Sunday, November 30, 2014

Our patchworked bridges, and our children, need a New Deal

(This is a bridge on route 301 on the eastern shore of Maryland. It's beginning to look more like a patchwork quilt than a bridge. Photo by Brent McKee, November 2014.)

 (WPA workers building a new bridge in Harford County, Maryland, 1936. Photo courtesy of the University of Maryland College Park Archives.)

In 2013, it was noted that the "investment backlog for the nation's bridges is estimated to be $121 billion..." Interestingly, the richest 400 Americans have added almost two and one-half times that amount to their personal wealth, in just the past year alone (while enjoying historically low tax rates and a Justice Department that will keep their tax-evading habits secret, should they choose to engage in illegal offshore banking). Of course, all this should come as no surprise since America has adopted an economic philosophy that values personal wealth over the common good and, indeed, over the rule of law. Under such an economic and legal philosophy, it's inevitable that problems like child homelessness and deteriorating infrastructure will worsen right alongside the increasing wealth of the wealthy (see, e.g., "Child Homelessness in U.S. Reaches Historic High, Report Says," Newsweek, November 17, 2014, and "Child poverty in the U.S. is among the worst in the developed world," Washington Post, October 29, 2014).
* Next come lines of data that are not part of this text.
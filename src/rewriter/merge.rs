// SPDX-FileCopyrightText: 2026 ArcheBase
//
// SPDX-License-Identifier: MulanPSL-2.0

//! Time-ordered merge of several input archives.
//!
//! The [`MergeReader`] keeps one pending record per input in a min-heap
//! keyed by `(send_timestamp, input_index)`. Because each input holds at
//! most one slot, records of one input come out in their original order,
//! and equal timestamps across inputs come out in input order.

use std::cmp::Reverse;
use std::collections::BinaryHeap;
use std::sync::Arc;

use tracing::debug;

use crate::io::metadata::{Record, TopicMetadata};
use crate::io::options::StorageOptions;
use crate::io::reader::{ArchiveReader, TopicCatalog};
use crate::io::registry::StorageRegistry;
use crate::{BagError, Result};

/// Single-pass, globally time-ordered reader over all inputs.
pub struct MergeReader {
    readers: Vec<ArchiveReader>,
    catalog: Arc<TopicCatalog>,
    slots: Vec<Option<Record>>,
    frontier: BinaryHeap<Reverse<(u64, usize)>>,
    primed: bool,
    pending_error: Option<BagError>,
    failed: bool,
    records_read: u64,
}

impl MergeReader {
    /// Open every input and merge their topic catalogs.
    ///
    /// Fails on the first input that cannot be opened, or with
    /// [`BagError::DomainConflict`] when two inputs declare one topic with a
    /// different type or serialization format.
    pub fn open(inputs: &[StorageOptions], registry: &StorageRegistry) -> Result<Self> {
        let mut readers = Vec::with_capacity(inputs.len());
        for input in inputs {
            readers.push(ArchiveReader::open(input, registry)?);
        }
        Self::from_readers(readers)
    }

    /// Merge already opened archives.
    pub fn from_readers(readers: Vec<ArchiveReader>) -> Result<Self> {
        let mut catalog = TopicCatalog::default();
        for reader in &readers {
            for topic in reader.topics() {
                catalog.merge(topic.clone())?;
            }
        }

        debug!(
            context = "MergeReader",
            inputs = readers.len(),
            topics = catalog.len(),
            "Merged input catalogs"
        );

        let slots = readers.iter().map(|_| None).collect();
        Ok(Self {
            frontier: BinaryHeap::with_capacity(readers.len()),
            readers,
            catalog: Arc::new(catalog),
            slots,
            primed: false,
            pending_error: None,
            failed: false,
            records_read: 0,
        })
    }

    /// The merged topic catalog.
    pub fn catalog(&self) -> &Arc<TopicCatalog> {
        &self.catalog
    }

    /// Look up a topic of the merged catalog.
    pub fn topic(&self, name: &str) -> Option<&TopicMetadata> {
        self.catalog.get(name)
    }

    /// Number of inputs.
    pub fn input_count(&self) -> usize {
        self.readers.len()
    }

    /// Number of records yielded so far.
    pub fn records_read(&self) -> u64 {
        self.records_read
    }

    /// Pull the next record of input `index` into its slot.
    fn refill(&mut self, index: usize) -> Result<()> {
        match self.readers[index].next() {
            Some(Ok(record)) => {
                self.frontier
                    .push(Reverse((record.send_timestamp, index)));
                self.slots[index] = Some(record);
                Ok(())
            }
            Some(Err(e)) => Err(e),
            None => Ok(()),
        }
    }

    fn fail(&mut self, error: BagError) -> Option<Result<Record>> {
        self.failed = true;
        Some(Err(error))
    }
}

impl Iterator for MergeReader {
    type Item = Result<Record>;

    fn next(&mut self) -> Option<Self::Item> {
        if self.failed {
            return None;
        }
        if let Some(e) = self.pending_error.take() {
            return self.fail(e);
        }
        if !self.primed {
            self.primed = true;
            for index in 0..self.readers.len() {
                if let Err(e) = self.refill(index) {
                    return self.fail(e);
                }
            }
        }

        let Reverse((_, index)) = self.frontier.pop()?;
        let record = self.slots[index].take()?;
        if let Err(e) = self.refill(index) {
            self.pending_error = Some(e);
        }
        self.records_read += 1;
        Some(Ok(record))
    }
}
Our nation's infrastructure--and our nation's children--are on the losing side of an economy that, with every passing year, seems more and more like a zero-sum game (and a fraudulent one at that).
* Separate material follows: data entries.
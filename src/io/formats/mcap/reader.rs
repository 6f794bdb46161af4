// SPDX-FileCopyrightText: 2026 ArcheBase
//
// SPDX-License-Identifier: MulanPSL-2.0

//! Streaming MCAP data file reader.
//!
//! Topics come from the summary section when the file has one. Without a
//! summary (or with one that lists no channels), a first pass over the file
//! collects the schema and channel records and skips every message.
//!
//! Records are decoded one at a time as the reader advances, through the
//! mcap crate's sans-io [`LinearReader`] fed from a memory map (or from a
//! streaming zstd decoder for file-compressed data files).

use std::collections::{BTreeMap, HashMap};
use std::fs::File;
use std::io::{BufReader, Cursor, Read};
use std::path::Path;

use mcap::records::{op, Record as McapRecord};
use mcap::sans_io::{LinearReadEvent, LinearReader};
use tracing::warn;

use crate::io::metadata::{Record, TopicMetadata};
use crate::io::traits::StorageReader;
use crate::{BagError, Result};

use super::constants::QOS_METADATA_KEY;

/// Bytes feeding the linear reader.
type Source = Box<dyn Read + Send>;

/// Streaming reader over one MCAP data file.
pub struct McapDataReader {
    /// File path
    path: String,
    /// Topics in channel ID order
    topics: Vec<TopicMetadata>,
    /// Remaining file bytes
    source: Source,
    /// Record framing and chunk decompression
    reader: LinearReader,
    /// Topic names of the channels seen so far
    channel_topics: HashMap<u16, String>,
    /// Records handed out
    records_read: u64,
    /// Set at end of file or after an error
    done: bool,
}

impl McapDataReader {
    /// Open an MCAP data file.
    ///
    /// Only the summary (or the schema and channel records) is read here.
    /// Files ending in `.zstd` are decompressed while streaming.
    pub fn open<P: AsRef<Path>>(path: P) -> Result<Self> {
        let path_ref = path.as_ref();
        let path_str = path_ref.to_string_lossy().to_string();

        let (source, topics): (Source, Vec<TopicMetadata>) = if is_file_compressed(path_ref) {
            let topics = scan_topics(&path_str, zstd_source(path_ref, &path_str)?)?;
            let source: Source = Box::new(zstd_source(path_ref, &path_str)?);
            (source, topics)
        } else {
            let file = File::open(path_ref)
                .map_err(|e| BagError::io(&path_str, format!("Failed to open file: {e}")))?;
            // SAFETY: the file is opened read-only and only read through this map.
            let mmap = unsafe { memmap2::Mmap::map(&file) }
                .map_err(|e| BagError::io(&path_str, format!("Failed to mmap file: {e}")))?;
            let topics = match summary_topics(&path_str, &mmap) {
                Some(topics) => topics,
                None => scan_topics(&path_str, Cursor::new(&mmap[..]))?,
            };
            let source: Source = Box::new(Cursor::new(mmap));
            (source, topics)
        };

        Ok(Self {
            path: path_str,
            topics,
            source,
            reader: LinearReader::new(),
            channel_topics: HashMap::new(),
            records_read: 0,
            done: false,
        })
    }

    /// Number of records read so far.
    pub fn records_read(&self) -> u64 {
        self.records_read
    }

    fn next_record(&mut self) -> Result<Option<Record>> {
        while let Some(event) = self.reader.next_event() {
            match event.map_err(|e| BagError::io(&self.path, format!("Read error: {e}")))? {
                LinearReadEvent::ReadRequest(need) => {
                    let read = self
                        .source
                        .read(self.reader.insert(need))
                        .map_err(|e| BagError::io(&self.path, format!("Failed to read: {e}")))?;
                    self.reader.notify_read(read);
                }
                LinearReadEvent::Record { opcode, data } => {
                    if opcode != op::CHANNEL && opcode != op::MESSAGE {
                        continue;
                    }
                    let record = mcap::parse_record(opcode, data)
                        .map_err(|e| BagError::io(&self.path, format!("Bad record: {e}")))?;
                    match record {
                        McapRecord::Channel(channel) => {
                            self.channel_topics.insert(channel.id, channel.topic);
                        }
                        McapRecord::Message { header, data } => {
                            let topic = self
                                .channel_topics
                                .get(&header.channel_id)
                                .cloned()
                                .ok_or_else(|| {
                                    BagError::io(
                                        &self.path,
                                        format!("Message on unknown channel {}", header.channel_id),
                                    )
                                })?;
                            self.records_read += 1;
                            return Ok(Some(Record {
                                topic,
                                data: data.into_owned(),
                                send_timestamp: header.publish_time,
                                recv_timestamp: Some(header.log_time),
                            }));
                        }
                        _ => {}
                    }
                }
            }
        }
        Ok(None)
    }
}

impl Iterator for McapDataReader {
    type Item = Result<Record>;

    fn next(&mut self) -> Option<Self::Item> {
        if self.done {
            return None;
        }
        match self.next_record() {
            Ok(Some(record)) => Some(Ok(record)),
            Ok(None) => {
                self.done = true;
                None
            }
            Err(e) => {
                self.done = true;
                Some(Err(e))
            }
        }
    }
}

impl StorageReader for McapDataReader {
    fn topics(&self) -> &[TopicMetadata] {
        &self.topics
    }

    fn path(&self) -> &str {
        &self.path
    }
}

/// Check whether a data file carries the file-compression suffix.
pub fn is_file_compressed(path: &Path) -> bool {
    path.extension().and_then(|e| e.to_str()) == Some("zstd")
}

fn zstd_source(
    path: &Path,
    path_str: &str,
) -> Result<zstd::stream::read::Decoder<'static, BufReader<File>>> {
    let file = File::open(path)
        .map_err(|e| BagError::io(path_str, format!("Failed to open file: {e}")))?;
    zstd::stream::read::Decoder::new(file)
        .map_err(|e| BagError::io(path_str, format!("Failed to start decompression: {e}")))
}

/// Topics listed in the summary section, if it lists any.
fn summary_topics(path: &str, buf: &[u8]) -> Option<Vec<TopicMetadata>> {
    match mcap::Summary::read(buf) {
        Ok(Some(summary)) if !summary.channels.is_empty() => {
            let channels: BTreeMap<_, _> = summary.channels.iter().collect();
            Some(
                channels
                    .into_values()
                    .map(|channel| topic_from_channel(channel))
                    .collect(),
            )
        }
        Ok(Some(_)) => None,
        Ok(None) => {
            warn!(
                context = "McapDataReader",
                path = %path,
                "MCAP file has no summary section, scanning for channels"
            );
            None
        }
        Err(e) => {
            warn!(
                context = "McapDataReader",
                path = %path,
                error = %e,
                "Failed to read summary, scanning for channels"
            );
            None
        }
    }
}

/// Collect topics from the schema and channel records of a whole file.
///
/// Message payloads are skipped without being copied.
fn scan_topics<R: Read>(path: &str, mut source: R) -> Result<Vec<TopicMetadata>> {
    let mut reader = LinearReader::new();
    let mut schemas: HashMap<u16, String> = HashMap::new();
    let mut channels: BTreeMap<u16, TopicMetadata> = BTreeMap::new();

    while let Some(event) = reader.next_event() {
        match event.map_err(|e| BagError::io(path, format!("Read error: {e}")))? {
            LinearReadEvent::ReadRequest(need) => {
                let read = source
                    .read(reader.insert(need))
                    .map_err(|e| BagError::io(path, format!("Failed to read: {e}")))?;
                reader.notify_read(read);
            }
            LinearReadEvent::Record { opcode, data } => {
                if opcode != op::SCHEMA && opcode != op::CHANNEL {
                    continue;
                }
                match mcap::parse_record(opcode, data)
                    .map_err(|e| BagError::io(path, format!("Bad record: {e}")))?
                {
                    McapRecord::Schema { header, .. } => {
                        schemas.insert(header.id, header.name);
                    }
                    McapRecord::Channel(channel) => {
                        channels
                            .entry(channel.id)
                            .or_insert_with(|| topic_from_record(&channel, &schemas));
                    }
                    _ => {}
                }
            }
        }
    }

    Ok(channels.into_values().collect())
}

fn topic_from_channel(channel: &mcap::Channel<'_>) -> TopicMetadata {
    TopicMetadata {
        name: channel.topic.clone(),
        type_name: channel
            .schema
            .as_ref()
            .map(|s| s.name.clone())
            .unwrap_or_default(),
        serialization_format: channel.message_encoding.clone(),
        offered_qos_profiles: qos_of(&channel.metadata),
        first_seen: None,
    }
}

fn topic_from_record(
    channel: &mcap::records::Channel,
    schemas: &HashMap<u16, String>,
) -> TopicMetadata {
    TopicMetadata {
        name: channel.topic.clone(),
        type_name: schemas
            .get(&channel.schema_id)
            .cloned()
            .unwrap_or_default(),
        serialization_format: channel.message_encoding.clone(),
        offered_qos_profiles: qos_of(&channel.metadata),
        first_seen: None,
    }
}

fn qos_of(metadata: &BTreeMap<String, String>) -> String {
    metadata.get(QOS_METADATA_KEY).cloned().unwrap_or_default()
}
History shows us that it doesn't have to be like this. For example, workers employed in the New Deal's WPA performed 124,000 bridge and viaduct projects (including new constructions, repairs, and improvements). And the wages that these formerly unemployed workers earned helped keep their families intact. A woman who grew up during the Great Depression described the importance of her father's WPA employment, "...my father immediately got employed in this WPA. This was a godsend. This was the greatest thing. It meant food, you know. Survival, just survival" (Hard Times: An Oral History of the Great Depression, by Studs Terkel, 1970). Another survivor of the Great Depression said, "With my family, we would have starved to death, because we had no other way to make any money. The New Deal for us, the WPA in particular, was just a lifesaver for us. Most of our neighbors felt that way" (The Dust Bowl, a documentary by Ken Burns, 2012).
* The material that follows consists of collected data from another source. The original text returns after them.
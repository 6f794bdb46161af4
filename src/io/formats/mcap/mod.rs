// SPDX-FileCopyrightText: 2026 ArcheBase
//
// SPDX-License-Identifier: MulanPSL-2.0

//! MCAP storage backend.
//!
//! Reading and writing go through the mcap crate. Each archive data file is
//! one MCAP file; topics map to channels and records map to messages.

pub use constants::{FILE_EXTENSION, MCAP_MAGIC, STORAGE_ID};

pub mod constants;
pub mod reader;
pub mod writer;

use std::path::Path;

use crate::io::traits::{StorageBackend, StorageReader, StorageWriter, WriteSettings};
use crate::Result;

pub use reader::McapDataReader;
pub use writer::McapDataWriter;

/// The MCAP storage backend.
#[derive(Debug, Clone, Copy, Default)]
pub struct McapStorage;

impl StorageBackend for McapStorage {
    fn storage_id(&self) -> &str {
        STORAGE_ID
    }

    fn file_extension(&self) -> &str {
        FILE_EXTENSION
    }

    fn matches_header(&self, header: &[u8]) -> bool {
        is_mcap_magic(header)
    }

    fn open_read(&self, path: &Path) -> Result<Box<dyn StorageReader>> {
        Ok(Box::new(McapDataReader::open(path)?))
    }

    fn open_write(&self, path: &Path, settings: &WriteSettings) -> Result<Box<dyn StorageWriter>> {
        Ok(Box::new(McapDataWriter::create(path, settings)?))
    }
}

/// Check if the header starts with the MCAP magic.
///
/// Only the `MCAP` letters are compared so that files written with a
/// different major version byte are still recognized.
pub fn is_mcap_magic(header: &[u8]) -> bool {
    header.len() >= 5 && &header[1..5] == b"MCAP"
}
So, we have choices to make: On the one hand, we have our infrastructure, our children, and our economic well-being. On the other hand, we have the personal wealth of a very few individuals who know how to work and game the system to their ultimate advantage. Sadly, it's pretty clear that we've chosen the latter. Hopefully, some future generation of Americans will choose differently--hopefully they'll choose a new and even stronger New Deal.